§ **Brief**
Set down exactly the lines below between the line holding "filename crates/sentinel-telemetry/src/error.rs" and the line holding "red, grants green.", inclusive; no other line belongs in the answer.

§ **Data provided**
□ □ □ □ □
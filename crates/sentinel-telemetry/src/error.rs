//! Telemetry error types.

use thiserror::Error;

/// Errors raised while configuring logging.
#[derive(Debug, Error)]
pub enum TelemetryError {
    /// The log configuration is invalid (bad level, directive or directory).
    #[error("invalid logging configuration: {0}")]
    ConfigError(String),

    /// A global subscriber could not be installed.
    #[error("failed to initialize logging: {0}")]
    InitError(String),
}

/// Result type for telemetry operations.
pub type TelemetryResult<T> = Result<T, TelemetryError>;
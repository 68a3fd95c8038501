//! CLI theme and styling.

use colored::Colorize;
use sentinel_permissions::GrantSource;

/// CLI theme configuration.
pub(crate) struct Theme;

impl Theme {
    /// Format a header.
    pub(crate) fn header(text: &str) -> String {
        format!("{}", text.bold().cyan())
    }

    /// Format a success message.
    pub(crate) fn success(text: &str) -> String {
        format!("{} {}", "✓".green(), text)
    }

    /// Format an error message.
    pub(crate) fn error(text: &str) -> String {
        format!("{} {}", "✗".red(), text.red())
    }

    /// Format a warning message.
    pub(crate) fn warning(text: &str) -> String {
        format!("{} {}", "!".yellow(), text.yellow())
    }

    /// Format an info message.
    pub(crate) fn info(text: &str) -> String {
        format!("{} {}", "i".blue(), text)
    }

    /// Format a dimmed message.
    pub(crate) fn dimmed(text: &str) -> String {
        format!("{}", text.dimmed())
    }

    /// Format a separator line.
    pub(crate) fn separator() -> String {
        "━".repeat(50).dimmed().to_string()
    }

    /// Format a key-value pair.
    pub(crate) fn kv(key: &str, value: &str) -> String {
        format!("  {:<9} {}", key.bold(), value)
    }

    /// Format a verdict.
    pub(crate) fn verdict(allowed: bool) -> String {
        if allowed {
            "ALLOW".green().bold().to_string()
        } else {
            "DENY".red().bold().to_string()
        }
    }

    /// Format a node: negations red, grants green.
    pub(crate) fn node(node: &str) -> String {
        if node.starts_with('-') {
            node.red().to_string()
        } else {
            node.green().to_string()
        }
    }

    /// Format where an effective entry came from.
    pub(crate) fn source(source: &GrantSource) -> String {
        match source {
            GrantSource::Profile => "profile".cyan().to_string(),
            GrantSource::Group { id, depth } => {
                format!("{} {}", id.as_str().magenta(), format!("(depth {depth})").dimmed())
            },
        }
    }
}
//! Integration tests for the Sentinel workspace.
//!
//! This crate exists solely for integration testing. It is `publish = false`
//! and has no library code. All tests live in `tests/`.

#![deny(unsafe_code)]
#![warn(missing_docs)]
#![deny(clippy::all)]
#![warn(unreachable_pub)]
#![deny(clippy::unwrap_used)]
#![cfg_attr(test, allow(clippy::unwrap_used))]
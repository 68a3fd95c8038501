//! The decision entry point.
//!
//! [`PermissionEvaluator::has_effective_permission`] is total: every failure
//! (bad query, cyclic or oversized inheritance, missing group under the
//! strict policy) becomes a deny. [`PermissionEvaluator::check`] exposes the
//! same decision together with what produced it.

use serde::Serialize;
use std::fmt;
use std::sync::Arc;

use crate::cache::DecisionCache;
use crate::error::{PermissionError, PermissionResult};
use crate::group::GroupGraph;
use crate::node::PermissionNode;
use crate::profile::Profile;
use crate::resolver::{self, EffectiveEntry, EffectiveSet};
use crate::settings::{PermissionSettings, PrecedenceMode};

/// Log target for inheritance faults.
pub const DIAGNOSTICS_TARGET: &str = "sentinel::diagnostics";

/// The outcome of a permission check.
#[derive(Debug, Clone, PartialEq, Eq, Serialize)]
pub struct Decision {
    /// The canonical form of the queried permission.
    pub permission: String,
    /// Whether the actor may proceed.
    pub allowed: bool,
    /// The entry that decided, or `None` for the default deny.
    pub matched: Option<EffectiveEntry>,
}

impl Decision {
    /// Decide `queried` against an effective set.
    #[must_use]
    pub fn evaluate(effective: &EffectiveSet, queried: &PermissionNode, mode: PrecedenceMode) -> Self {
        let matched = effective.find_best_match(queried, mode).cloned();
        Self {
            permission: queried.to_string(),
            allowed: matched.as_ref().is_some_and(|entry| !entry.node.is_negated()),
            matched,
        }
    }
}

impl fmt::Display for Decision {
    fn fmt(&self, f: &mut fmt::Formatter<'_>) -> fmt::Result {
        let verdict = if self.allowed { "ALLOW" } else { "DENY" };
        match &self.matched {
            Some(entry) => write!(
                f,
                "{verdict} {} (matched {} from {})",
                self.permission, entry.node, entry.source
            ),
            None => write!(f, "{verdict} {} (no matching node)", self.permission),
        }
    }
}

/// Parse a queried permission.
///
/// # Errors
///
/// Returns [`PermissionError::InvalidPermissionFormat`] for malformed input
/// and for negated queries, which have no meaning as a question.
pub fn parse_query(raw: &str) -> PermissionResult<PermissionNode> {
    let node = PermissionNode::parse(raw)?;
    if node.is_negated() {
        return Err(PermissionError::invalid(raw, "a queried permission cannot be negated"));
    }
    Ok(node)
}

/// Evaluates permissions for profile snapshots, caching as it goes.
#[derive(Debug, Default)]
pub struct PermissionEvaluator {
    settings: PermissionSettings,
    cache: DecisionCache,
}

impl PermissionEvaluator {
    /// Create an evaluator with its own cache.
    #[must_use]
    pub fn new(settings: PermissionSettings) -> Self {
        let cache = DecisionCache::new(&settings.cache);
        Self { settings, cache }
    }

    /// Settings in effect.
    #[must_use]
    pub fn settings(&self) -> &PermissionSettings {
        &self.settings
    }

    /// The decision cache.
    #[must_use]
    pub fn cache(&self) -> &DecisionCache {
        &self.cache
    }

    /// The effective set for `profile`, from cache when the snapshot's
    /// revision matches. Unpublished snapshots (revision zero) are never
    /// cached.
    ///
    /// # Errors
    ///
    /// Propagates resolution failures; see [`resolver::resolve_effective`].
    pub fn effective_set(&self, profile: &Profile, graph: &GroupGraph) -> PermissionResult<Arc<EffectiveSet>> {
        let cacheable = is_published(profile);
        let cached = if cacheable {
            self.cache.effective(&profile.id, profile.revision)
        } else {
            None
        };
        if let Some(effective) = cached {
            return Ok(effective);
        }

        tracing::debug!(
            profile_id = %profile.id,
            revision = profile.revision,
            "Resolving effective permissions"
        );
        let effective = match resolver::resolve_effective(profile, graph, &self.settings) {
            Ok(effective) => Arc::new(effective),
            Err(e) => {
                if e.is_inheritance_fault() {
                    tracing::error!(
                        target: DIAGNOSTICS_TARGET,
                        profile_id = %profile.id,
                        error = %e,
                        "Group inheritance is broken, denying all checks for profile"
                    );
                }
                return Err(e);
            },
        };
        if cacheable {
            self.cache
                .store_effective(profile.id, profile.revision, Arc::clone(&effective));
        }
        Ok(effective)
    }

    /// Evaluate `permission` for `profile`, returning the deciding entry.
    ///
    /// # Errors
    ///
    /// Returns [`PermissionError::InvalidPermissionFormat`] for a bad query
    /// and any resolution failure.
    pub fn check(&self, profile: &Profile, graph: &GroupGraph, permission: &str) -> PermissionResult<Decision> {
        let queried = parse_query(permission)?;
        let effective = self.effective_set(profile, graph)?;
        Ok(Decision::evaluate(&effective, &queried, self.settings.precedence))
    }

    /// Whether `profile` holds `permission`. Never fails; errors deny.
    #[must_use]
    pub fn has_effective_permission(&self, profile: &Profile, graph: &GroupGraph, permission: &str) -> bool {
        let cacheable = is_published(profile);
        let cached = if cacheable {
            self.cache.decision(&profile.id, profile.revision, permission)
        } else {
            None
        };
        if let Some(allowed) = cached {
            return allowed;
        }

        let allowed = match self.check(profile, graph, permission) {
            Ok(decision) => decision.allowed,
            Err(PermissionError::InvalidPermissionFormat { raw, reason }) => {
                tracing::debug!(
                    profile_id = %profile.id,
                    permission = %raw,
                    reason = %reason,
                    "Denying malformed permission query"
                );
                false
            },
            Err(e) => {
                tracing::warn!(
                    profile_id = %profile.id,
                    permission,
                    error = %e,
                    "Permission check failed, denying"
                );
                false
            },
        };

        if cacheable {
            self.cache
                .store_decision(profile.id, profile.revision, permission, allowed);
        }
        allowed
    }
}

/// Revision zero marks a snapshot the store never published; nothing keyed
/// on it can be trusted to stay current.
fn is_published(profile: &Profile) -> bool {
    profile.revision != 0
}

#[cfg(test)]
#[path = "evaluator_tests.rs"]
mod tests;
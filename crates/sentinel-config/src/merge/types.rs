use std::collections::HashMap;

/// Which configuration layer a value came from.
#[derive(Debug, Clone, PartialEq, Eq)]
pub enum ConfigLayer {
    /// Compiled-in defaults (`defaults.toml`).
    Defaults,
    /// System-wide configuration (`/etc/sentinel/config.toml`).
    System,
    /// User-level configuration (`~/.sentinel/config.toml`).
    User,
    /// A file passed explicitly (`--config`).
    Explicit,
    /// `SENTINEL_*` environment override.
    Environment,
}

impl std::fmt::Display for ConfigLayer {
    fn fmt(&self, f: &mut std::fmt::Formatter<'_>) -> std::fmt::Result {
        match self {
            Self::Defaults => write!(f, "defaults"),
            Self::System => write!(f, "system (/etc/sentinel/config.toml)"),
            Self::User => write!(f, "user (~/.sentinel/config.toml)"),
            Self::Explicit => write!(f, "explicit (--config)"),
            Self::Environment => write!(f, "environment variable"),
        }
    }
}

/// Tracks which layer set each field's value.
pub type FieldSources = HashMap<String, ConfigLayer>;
□ □ □ □ □
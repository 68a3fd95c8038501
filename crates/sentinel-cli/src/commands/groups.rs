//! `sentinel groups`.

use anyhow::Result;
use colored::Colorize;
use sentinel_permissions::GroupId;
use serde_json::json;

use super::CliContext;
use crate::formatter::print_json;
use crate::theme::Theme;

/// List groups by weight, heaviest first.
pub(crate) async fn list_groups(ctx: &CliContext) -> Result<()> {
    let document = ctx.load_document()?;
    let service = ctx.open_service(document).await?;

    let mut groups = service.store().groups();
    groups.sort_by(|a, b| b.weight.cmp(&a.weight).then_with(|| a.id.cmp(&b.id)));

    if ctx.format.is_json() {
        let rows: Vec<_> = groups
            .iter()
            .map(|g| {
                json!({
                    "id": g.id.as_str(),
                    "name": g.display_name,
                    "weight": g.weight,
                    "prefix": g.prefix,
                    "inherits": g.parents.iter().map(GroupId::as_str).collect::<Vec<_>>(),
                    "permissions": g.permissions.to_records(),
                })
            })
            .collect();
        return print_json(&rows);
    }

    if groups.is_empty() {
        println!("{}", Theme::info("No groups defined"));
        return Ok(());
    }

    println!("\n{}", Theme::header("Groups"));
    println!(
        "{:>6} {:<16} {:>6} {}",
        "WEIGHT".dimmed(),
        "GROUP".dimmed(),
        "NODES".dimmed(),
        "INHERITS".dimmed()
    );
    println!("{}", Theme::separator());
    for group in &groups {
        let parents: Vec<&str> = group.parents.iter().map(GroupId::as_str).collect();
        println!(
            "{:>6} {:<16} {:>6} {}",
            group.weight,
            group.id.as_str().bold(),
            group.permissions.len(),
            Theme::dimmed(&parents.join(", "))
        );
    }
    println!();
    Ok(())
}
□ □ □ □ □
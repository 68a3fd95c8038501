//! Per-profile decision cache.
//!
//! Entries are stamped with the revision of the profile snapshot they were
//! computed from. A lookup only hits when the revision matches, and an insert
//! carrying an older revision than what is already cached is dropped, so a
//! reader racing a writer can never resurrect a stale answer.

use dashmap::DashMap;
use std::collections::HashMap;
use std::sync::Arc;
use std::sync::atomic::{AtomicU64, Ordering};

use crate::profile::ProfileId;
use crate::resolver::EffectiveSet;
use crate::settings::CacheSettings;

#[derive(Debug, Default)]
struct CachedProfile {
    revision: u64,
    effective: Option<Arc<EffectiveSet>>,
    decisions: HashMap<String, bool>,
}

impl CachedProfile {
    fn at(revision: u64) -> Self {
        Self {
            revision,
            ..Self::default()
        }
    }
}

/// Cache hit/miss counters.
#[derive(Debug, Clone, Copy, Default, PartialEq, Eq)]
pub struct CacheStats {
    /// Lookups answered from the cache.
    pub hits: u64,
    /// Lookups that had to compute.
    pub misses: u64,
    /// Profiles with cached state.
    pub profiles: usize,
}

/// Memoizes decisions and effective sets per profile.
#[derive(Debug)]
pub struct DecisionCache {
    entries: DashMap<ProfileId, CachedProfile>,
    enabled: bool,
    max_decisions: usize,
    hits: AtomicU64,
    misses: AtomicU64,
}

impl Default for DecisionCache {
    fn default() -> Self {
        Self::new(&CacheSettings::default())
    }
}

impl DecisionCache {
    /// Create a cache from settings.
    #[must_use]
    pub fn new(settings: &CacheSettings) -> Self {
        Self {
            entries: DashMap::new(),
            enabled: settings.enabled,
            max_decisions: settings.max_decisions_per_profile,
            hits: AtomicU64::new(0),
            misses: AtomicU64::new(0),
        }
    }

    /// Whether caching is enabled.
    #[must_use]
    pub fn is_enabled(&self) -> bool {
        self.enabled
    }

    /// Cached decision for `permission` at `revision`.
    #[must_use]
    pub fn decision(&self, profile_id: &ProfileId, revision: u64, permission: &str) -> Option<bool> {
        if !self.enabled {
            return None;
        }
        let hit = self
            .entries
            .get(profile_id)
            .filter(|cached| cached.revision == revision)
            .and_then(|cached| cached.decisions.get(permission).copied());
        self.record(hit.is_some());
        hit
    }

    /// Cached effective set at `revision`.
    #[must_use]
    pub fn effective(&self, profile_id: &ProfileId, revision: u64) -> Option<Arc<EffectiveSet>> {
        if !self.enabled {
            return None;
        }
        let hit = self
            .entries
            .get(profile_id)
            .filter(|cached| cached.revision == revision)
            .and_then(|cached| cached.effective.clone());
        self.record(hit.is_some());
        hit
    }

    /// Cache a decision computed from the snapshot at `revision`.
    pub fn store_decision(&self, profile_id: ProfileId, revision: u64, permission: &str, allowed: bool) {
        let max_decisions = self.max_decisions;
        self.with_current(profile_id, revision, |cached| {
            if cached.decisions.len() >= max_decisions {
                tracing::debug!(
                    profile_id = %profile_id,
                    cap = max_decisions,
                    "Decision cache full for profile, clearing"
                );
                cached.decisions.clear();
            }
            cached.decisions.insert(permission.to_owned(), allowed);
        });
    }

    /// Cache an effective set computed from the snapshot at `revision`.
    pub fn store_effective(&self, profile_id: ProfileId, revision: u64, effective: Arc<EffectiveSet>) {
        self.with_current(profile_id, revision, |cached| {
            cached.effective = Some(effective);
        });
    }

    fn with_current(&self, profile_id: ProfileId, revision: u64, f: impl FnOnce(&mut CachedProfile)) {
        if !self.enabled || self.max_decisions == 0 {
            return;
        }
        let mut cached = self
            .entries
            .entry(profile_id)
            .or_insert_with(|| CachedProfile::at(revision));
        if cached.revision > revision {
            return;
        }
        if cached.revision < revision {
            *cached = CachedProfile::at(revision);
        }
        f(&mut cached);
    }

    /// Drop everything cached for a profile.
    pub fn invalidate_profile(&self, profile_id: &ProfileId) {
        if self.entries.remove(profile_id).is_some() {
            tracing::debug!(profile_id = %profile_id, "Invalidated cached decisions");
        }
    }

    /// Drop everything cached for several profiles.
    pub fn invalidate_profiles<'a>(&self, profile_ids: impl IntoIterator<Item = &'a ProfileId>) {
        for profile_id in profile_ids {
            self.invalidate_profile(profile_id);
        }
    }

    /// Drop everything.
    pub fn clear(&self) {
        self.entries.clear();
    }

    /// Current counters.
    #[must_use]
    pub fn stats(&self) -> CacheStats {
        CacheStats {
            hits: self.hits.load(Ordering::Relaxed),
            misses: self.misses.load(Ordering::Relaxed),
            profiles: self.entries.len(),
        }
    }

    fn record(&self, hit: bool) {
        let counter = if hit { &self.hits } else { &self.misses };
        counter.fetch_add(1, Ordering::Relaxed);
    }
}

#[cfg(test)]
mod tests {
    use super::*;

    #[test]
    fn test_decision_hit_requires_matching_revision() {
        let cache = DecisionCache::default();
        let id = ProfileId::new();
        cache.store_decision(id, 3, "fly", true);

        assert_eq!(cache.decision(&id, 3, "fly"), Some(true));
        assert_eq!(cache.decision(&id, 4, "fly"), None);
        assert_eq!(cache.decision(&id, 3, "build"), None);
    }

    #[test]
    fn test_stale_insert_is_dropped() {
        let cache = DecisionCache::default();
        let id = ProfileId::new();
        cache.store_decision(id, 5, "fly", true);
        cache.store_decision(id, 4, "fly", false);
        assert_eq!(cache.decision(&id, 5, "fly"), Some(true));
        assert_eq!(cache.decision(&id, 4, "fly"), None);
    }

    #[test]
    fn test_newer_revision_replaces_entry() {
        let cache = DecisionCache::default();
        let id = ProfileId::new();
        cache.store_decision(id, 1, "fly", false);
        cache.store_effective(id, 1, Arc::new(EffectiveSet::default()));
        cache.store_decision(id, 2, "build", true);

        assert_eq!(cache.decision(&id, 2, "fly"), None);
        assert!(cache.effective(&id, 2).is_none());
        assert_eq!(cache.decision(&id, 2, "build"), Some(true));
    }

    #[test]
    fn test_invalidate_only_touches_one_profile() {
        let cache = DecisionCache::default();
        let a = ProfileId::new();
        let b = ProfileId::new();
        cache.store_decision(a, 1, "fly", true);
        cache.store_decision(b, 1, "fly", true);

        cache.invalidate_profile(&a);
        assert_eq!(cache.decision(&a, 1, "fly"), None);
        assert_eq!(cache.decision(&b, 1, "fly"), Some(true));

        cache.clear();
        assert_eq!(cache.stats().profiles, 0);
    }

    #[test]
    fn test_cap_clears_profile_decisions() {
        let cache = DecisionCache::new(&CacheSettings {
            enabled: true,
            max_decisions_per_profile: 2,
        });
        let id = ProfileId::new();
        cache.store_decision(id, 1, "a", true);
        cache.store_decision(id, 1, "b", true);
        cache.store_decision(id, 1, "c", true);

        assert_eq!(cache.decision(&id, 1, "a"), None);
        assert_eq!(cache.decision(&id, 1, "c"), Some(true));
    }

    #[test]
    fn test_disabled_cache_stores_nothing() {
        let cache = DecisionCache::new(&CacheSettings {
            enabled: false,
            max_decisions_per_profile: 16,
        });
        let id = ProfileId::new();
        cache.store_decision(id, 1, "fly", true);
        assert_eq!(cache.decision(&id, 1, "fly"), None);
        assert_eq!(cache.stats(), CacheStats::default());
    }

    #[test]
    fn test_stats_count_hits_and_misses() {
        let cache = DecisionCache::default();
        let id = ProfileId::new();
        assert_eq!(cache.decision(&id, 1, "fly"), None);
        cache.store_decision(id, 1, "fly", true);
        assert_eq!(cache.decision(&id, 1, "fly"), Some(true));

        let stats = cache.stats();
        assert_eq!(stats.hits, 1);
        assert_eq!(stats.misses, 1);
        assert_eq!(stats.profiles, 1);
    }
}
□ □ □ □ □
§ **Answer for this exercise**
filename crates/sentinel-telemetry/src/error.rs
//! Telemetry error types.

use thiserror::Error;

/// Errors raised while configuring logging.
#[derive(Debug, Error)]
pub enum TelemetryError {
    /// The log configuration is invalid (bad level, directive or directory).
    #[error("invalid logging configuration: {0}")]
    ConfigError(String),

    /// A global subscriber could not be installed.
    #[error("failed to initialize logging: {0}")]
    InitError(String),
}

/// Result type for telemetry operations.
pub type TelemetryResult<T> = Result<T, TelemetryError>;
repository 68a3fd95c8038501
//! CLI theme and styling.

use colored::Colorize;
use sentinel_permissions::GrantSource;

/// CLI theme configuration.
pub(crate) struct Theme;

impl Theme {
    /// Format a header.
    pub(crate) fn header(text: &str) -> String {
        format!("{}", text.bold().cyan())
    }

    /// Format a success message.
    pub(crate) fn success(text: &str) -> String {
        format!("{} {}", "✓".green(), text)
    }

    /// Format an error message.
    pub(crate) fn error(text: &str) -> String {
        format!("{} {}", "✗".red(), text.red())
    }

    /// Format a warning message.
    pub(crate) fn warning(text: &str) -> String {
        format!("{} {}", "!".yellow(), text.yellow())
    }

    /// Format an info message.
    pub(crate) fn info(text: &str) -> String {
        format!("{} {}", "i".blue(), text)
    }

    /// Format a dimmed message.
    pub(crate) fn dimmed(text: &str) -> String {
        format!("{}", text.dimmed())
    }

    /// Format a separator line.
    pub(crate) fn separator() -> String {
        "━".repeat(50).dimmed().to_string()
    }

    /// Format a key-value pair.
    pub(crate) fn kv(key: &str, value: &str) -> String {
        format!("  {:<9} {}", key.bold(), value)
    }

    /// Format a verdict.
    pub(crate) fn verdict(allowed: bool) -> String {
        if allowed {
            "ALLOW".green().bold().to_string()
        } else {
            "DENY".red().bold().to_string()
        }
    }

    /// Format a node: negations red, grants green.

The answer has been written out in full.